▶ TASK DIRECTIONS: Every line below that includes the word "number" needs to be copied.

▶ Stored items:
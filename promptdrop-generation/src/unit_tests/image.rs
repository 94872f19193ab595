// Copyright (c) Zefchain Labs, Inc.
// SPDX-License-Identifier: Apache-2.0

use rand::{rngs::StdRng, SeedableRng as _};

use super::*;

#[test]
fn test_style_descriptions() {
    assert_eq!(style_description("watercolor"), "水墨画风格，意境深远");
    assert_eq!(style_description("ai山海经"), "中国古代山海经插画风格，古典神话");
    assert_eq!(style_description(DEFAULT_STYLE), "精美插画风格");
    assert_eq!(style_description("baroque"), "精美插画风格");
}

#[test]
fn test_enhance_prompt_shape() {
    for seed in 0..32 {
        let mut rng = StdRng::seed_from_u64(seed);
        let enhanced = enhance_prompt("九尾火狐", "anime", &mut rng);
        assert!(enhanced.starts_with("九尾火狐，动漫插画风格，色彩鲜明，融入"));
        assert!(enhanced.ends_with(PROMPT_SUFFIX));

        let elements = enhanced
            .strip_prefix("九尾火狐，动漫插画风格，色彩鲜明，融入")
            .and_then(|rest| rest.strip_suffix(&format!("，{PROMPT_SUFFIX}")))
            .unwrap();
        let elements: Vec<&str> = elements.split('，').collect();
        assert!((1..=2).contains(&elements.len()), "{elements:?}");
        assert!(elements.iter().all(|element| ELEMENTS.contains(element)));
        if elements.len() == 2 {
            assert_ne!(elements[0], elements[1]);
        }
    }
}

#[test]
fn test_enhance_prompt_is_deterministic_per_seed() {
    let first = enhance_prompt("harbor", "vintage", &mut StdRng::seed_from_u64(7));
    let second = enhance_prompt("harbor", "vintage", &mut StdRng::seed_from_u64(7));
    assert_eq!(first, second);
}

...

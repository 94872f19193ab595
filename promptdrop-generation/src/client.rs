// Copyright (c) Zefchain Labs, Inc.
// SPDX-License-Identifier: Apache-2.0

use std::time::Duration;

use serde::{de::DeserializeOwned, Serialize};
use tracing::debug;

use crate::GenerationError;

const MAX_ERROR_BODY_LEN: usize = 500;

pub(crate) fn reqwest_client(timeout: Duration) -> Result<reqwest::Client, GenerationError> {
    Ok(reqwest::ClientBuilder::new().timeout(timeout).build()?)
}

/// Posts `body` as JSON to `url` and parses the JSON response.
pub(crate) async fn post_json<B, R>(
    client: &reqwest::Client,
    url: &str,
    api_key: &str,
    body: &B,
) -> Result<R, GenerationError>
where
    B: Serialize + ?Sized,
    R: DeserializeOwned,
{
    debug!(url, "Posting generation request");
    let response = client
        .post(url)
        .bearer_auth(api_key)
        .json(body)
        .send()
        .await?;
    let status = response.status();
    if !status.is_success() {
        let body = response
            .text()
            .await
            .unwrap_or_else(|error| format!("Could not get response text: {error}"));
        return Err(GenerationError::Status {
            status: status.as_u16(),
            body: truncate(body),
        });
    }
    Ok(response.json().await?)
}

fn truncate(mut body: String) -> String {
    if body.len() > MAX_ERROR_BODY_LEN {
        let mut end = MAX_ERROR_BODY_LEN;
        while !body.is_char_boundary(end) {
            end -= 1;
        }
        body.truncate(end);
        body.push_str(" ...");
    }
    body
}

---

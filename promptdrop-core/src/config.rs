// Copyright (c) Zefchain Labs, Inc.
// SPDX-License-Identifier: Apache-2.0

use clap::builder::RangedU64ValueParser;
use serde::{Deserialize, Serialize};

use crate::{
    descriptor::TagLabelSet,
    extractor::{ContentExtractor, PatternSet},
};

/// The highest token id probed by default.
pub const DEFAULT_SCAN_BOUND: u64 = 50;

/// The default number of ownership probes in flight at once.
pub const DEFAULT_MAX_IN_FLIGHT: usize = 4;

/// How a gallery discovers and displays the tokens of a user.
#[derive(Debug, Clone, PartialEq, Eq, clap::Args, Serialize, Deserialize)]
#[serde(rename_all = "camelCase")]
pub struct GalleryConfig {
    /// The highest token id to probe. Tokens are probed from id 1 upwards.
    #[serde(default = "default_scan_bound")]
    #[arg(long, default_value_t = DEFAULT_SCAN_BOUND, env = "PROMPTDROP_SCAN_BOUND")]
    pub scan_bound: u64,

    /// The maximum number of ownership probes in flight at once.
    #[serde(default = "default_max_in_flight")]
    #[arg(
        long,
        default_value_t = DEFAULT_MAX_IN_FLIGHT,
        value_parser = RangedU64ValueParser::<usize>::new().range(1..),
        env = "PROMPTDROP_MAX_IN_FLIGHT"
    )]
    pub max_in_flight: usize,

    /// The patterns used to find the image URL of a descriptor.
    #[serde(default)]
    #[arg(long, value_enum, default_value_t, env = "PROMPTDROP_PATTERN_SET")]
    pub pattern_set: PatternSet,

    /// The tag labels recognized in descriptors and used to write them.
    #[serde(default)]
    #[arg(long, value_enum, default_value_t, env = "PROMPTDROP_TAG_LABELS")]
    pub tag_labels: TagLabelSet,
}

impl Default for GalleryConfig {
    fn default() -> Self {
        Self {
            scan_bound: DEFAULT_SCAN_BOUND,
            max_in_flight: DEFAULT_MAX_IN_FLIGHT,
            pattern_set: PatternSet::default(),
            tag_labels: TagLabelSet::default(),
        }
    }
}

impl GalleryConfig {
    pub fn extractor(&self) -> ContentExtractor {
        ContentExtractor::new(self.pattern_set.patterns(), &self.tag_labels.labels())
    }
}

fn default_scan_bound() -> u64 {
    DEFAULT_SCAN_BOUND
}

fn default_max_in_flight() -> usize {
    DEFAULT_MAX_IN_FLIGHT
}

▶ YOUR SOLUTION:
/// The default number of ownership probes in flight at once.
    /// The maximum number of ownership probes in flight at once.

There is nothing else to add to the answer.